Lea Cetera works with video, sculpture, and performance to produce temporal installations that examine the space between object and body, public and private, and the virtual and the real. Utilising techniques drawn from theatre, film, and puppetry, her work investigates constructed identities, the fetish object, alienation, fantasy, and role-play. Cetera's site-specific installation Balance Totem for Posturing (2013) exists as a multi-temporal space of representation that playfully disrupts the ontological conventions of sculpture and performance. Cetera received an MFA from Columbia University in 2012 and a BFA from the Cooper Union School of Art in 2005. She has exhibited at: Sculpture Center, Long Island City; John Connelly Presents; Guild and Greyshkul Gallery; Poetry Project at St. Marks Church; Anthology Film Archives; and Portugal Arte (2010). A current participant in Sculpture Center's 2012-2013 In Practice programme, she lives and works in New York City. Coded Conduct is the first presentation of Cetera's work in the UK.
Anne Imhof creates performances and sculptures that explore non-verbal communication and internalised movement. Realised for the first time in London, School of the Seven Bells 3rd of at least three (2013) draws on Robert Bresson's seminal film Pickpocket (1959) and extensive research into the art of theft. Accompanied by a live score this precisely choreographed act of embodied knowledge in which batons are silently passed between performers in dialogic exchange explores the possibility of making a secret visible through a language of gesture and sound. For the duration of the exhibition Imhof will present new mixed media sculptural works which function as static extensions of the live work. Based in Frankfurt am Main, Germany she received her MFA from Städelschule, Frankfurt in 2012. Imhof was awarded the prestigious Absolventenpreis der Städelschule Portikus in 2012. A solo exhibition of her work will be held at Portikus, Frankfurt in July 2013.
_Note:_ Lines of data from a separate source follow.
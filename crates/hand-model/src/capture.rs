//! Landmark source captures and their JSONL encoding.
//!
//! Each line of a capture stream is one read from the detector:
//!
//! ```text
//! {"t":33000000,"width":640,"height":480,"landmarks":[[x,y], ...21 pairs],"key":"m"}
//! ```
//!
//! `t` (monotonic nanoseconds) is only present in recorded streams,
//! `landmarks` is `null` or absent when no hand was found, and `key`
//! carries a key pressed in the detector's preview window.

use serde::{Deserialize, Serialize};

use airpoint_common::clock::TimestampNs;
use airpoint_common::error::{AirpointError, AirpointResult};

use crate::landmark::{LandmarkFrame, Point2};

/// Keys the control loop reacts to.
#[derive(Debug, Clone, Copy, PartialEq, Eq, Hash)]
pub enum ControlKey {
    /// `q` or Esc.
    Quit,
    /// `m`: enable or disable pointer injection.
    ToggleMouse,
    /// `v`: show or hide the status overlay.
    ToggleOverlay,
}

impl ControlKey {
    /// Map a key name from the preview window. Unbound keys yield `None`.
    pub fn from_name(name: &str) -> Option<Self> {
        match name {
            "q" | "Q" | "esc" | "Esc" | "escape" | "Escape" | "\u{1b}" => Some(Self::Quit),
            "m" | "M" => Some(Self::ToggleMouse),
            "v" | "V" => Some(Self::ToggleOverlay),
            _ => None,
        }
    }

    pub fn as_str(&self) -> &'static str {
        match self {
            Self::Quit => "q",
            Self::ToggleMouse => "m",
            Self::ToggleOverlay => "v",
        }
    }
}

/// One read from the landmark source.
#[derive(Debug, Clone, PartialEq, Serialize, Deserialize)]
#[serde(try_from = "CaptureRecord", into = "CaptureRecord")]
pub struct Capture {
    /// Recorded timestamp; `None` for live streams.
    pub timestamp_ns: Option<TimestampNs>,
    /// Camera frame width in pixels.
    pub width: u32,
    /// Camera frame height in pixels.
    pub height: u32,
    /// The tracked hand, if any.
    pub hand: Option<LandmarkFrame>,
    /// Key pressed in the preview window during this frame.
    pub key: Option<ControlKey>,
}

impl Capture {
    /// A frame with a hand.
    pub fn hand(width: u32, height: u32, hand: LandmarkFrame) -> Self {
        Self {
            timestamp_ns: None,
            width,
            height,
            hand: Some(hand),
            key: None,
        }
    }

    /// A frame where the detector found nothing.
    pub fn no_hand(width: u32, height: u32) -> Self {
        Self {
            timestamp_ns: None,
            width,
            height,
            hand: None,
            key: None,
        }
    }

    pub fn at(mut self, timestamp_ns: TimestampNs) -> Self {
        self.timestamp_ns = Some(timestamp_ns);
        self
    }

    pub fn with_key(mut self, key: ControlKey) -> Self {
        self.key = Some(key);
        self
    }
}

/// Wire shape of a capture line.
#[derive(Debug, Clone, Serialize, Deserialize)]
pub struct CaptureRecord {
    #[serde(rename = "t", default, skip_serializing_if = "Option::is_none")]
    pub timestamp_ns: Option<TimestampNs>,
    pub width: u32,
    pub height: u32,
    #[serde(default)]
    pub landmarks: Option<Vec<Point2>>,
    #[serde(default, skip_serializing_if = "Option::is_none")]
    pub key: Option<String>,
}

impl TryFrom<CaptureRecord> for Capture {
    type Error = AirpointError;

    fn try_from(record: CaptureRecord) -> Result<Self, Self::Error> {
        let hand = record.landmarks.map(LandmarkFrame::new).transpose()?;
        Ok(Self {
            timestamp_ns: record.timestamp_ns,
            width: record.width,
            height: record.height,
            hand,
            key: record.key.as_deref().and_then(ControlKey::from_name),
        })
    }
}

impl From<Capture> for CaptureRecord {
    fn from(capture: Capture) -> Self {
        Self {
            timestamp_ns: capture.timestamp_ns,
            width: capture.width,
            height: capture.height,
            landmarks: capture.hand.map(Vec::from),
            key: capture.key.map(|k| k.as_str().to_string()),
        }
    }
}

/// Parse one JSONL line. Blank lines and `#` comments yield `Ok(None)`.
pub fn parse_capture_line(line: &str) -> AirpointResult<Option<Capture>> {
    let trimmed = line.trim();
    if trimmed.is_empty() || trimmed.starts_with('#') {
        return Ok(None);
    }
    let record: CaptureRecord = serde_json::from_str(trimmed)?;
    Capture::try_from(record).map(Some)
}

/// Parse a whole capture stream.
pub fn parse_captures(jsonl: &str) -> AirpointResult<Vec<Capture>> {
    let mut captures = Vec::new();
    for line in jsonl.lines() {
        if let Some(capture) = parse_capture_line(line)? {
            captures.push(capture);
        }
    }
    Ok(captures)
}

/// Serialize captures to JSONL format.
pub fn serialize_captures(captures: &[Capture]) -> Result<String, serde_json::Error> {
    let mut output = String::new();
    for capture in captures {
        output.push_str(&serde_json::to_string(capture)?);
        output.push('\n');
    }
    Ok(output)
}

#[cfg(test)]
mod tests {
    use super::*;
    use crate::landmark::{HandLandmark, HandPose};

    fn pairs(n: usize) -> String {
        (0..n)
            .map(|i| format!("[{i}.0,{i}.5]"))
            .collect::<Vec<_>>()
            .join(",")
    }

    #[test]
    fn test_parse_hand_line() {
        let line = format!(
            r#"{{"t":1000,"width":640,"height":480,"landmarks":[{}]}}"#,
            pairs(21)
        );
        let capture = parse_capture_line(&line).unwrap().unwrap();
        assert_eq!(capture.timestamp_ns, Some(1000));
        assert_eq!(capture.width, 640);
        let hand = capture.hand.unwrap();
        assert_eq!(hand.index_tip(), Point2::new(8.0, 8.5));
        assert_eq!(capture.key, None);
    }

    #[test]
    fn test_parse_no_hand_and_key() {
        let capture = parse_capture_line(r#"{"width":640,"height":480,"landmarks":null,"key":"m"}"#)
            .unwrap()
            .unwrap();
        assert!(capture.hand.is_none());
        assert_eq!(capture.timestamp_ns, None);
        assert_eq!(capture.key, Some(ControlKey::ToggleMouse));

        let missing = parse_capture_line(r#"{"width":640,"height":480}"#)
            .unwrap()
            .unwrap();
        assert!(missing.hand.is_none());
    }

    #[test]
    fn test_unbound_key_is_ignored() {
        let capture = parse_capture_line(r#"{"width":640,"height":480,"key":"x"}"#)
            .unwrap()
            .unwrap();
        assert_eq!(capture.key, None);
    }

    #[test]
    fn test_wrong_landmark_count_is_distinct_error() {
        let line = format!(r#"{{"width":640,"height":480,"landmarks":[{}]}}"#, pairs(5));
        let err = parse_capture_line(&line).unwrap_err();
        assert!(matches!(err, AirpointError::InvalidLandmarks { .. }));
    }

    #[test]
    fn test_comments_and_blanks_skipped() {
        let jsonl = "# recorded by detector\n\n{\"width\":640,\"height\":480}\n";
        let captures = parse_captures(jsonl).unwrap();
        assert_eq!(captures.len(), 1);
    }

    #[test]
    fn test_jsonl_roundtrip() {
        let hand = HandPose::at(Point2::new(300.0, 400.0))
            .with(HandLandmark::ThumbTip, Point2::new(310.0, 200.0))
            .with(HandLandmark::IndexTip, Point2::new(320.0, 190.0))
            .build();
        let captures = vec![
            Capture::hand(640, 480, hand).at(0),
            Capture::no_hand(640, 480)
                .at(33_000_000)
                .with_key(ControlKey::Quit),
        ];
        let jsonl = serialize_captures(&captures).unwrap();
        assert_eq!(parse_captures(&jsonl).unwrap(), captures);
    }

    #[test]
    fn test_control_key_names() {
        assert_eq!(ControlKey::from_name("Escape"), Some(ControlKey::Quit));
        assert_eq!(ControlKey::from_name("q"), Some(ControlKey::Quit));
        assert_eq!(ControlKey::from_name("v"), Some(ControlKey::ToggleOverlay));
        assert_eq!(ControlKey::from_name("k"), None);
    }
}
Edward Thomasson works with video, performance, and drawing to investigate performance in non-theatrical, everyday contexts. His narrative-based videos anchored in human experience use the rhetoric of therapy to examine the tacit rules and regulations of social interaction. Recent presentations of his work include: Inside, South London Gallery, London (2012); Just About Managing, Southard Reid, London (2012); and Bloomberg New Contemporaries, The A Foundation, Liverpool and ICA, London (2010). In parallel with his solo practice, Thomasson also makes collaborative performances with Lucy Beech. Their work has been presented across a variety of platforms including: Belleville Biennale, Paris (2012); Barbican Theatre (2011); and Modern Art Oxford (2010). Thomasson received his MA from Slade School of Fine Art in 2011. Currently a participant on the LUX Associate Artist Programme (2012-13), he is also the first recipient of the Chisenhale Gallery CREATE Residency (2013-14) and will produce a major new work to be premiered as part of the CREATE summer programme in 2014. Co-founder of Locomotion, a project space in Lower Clapton, Thomasson lives and works in London.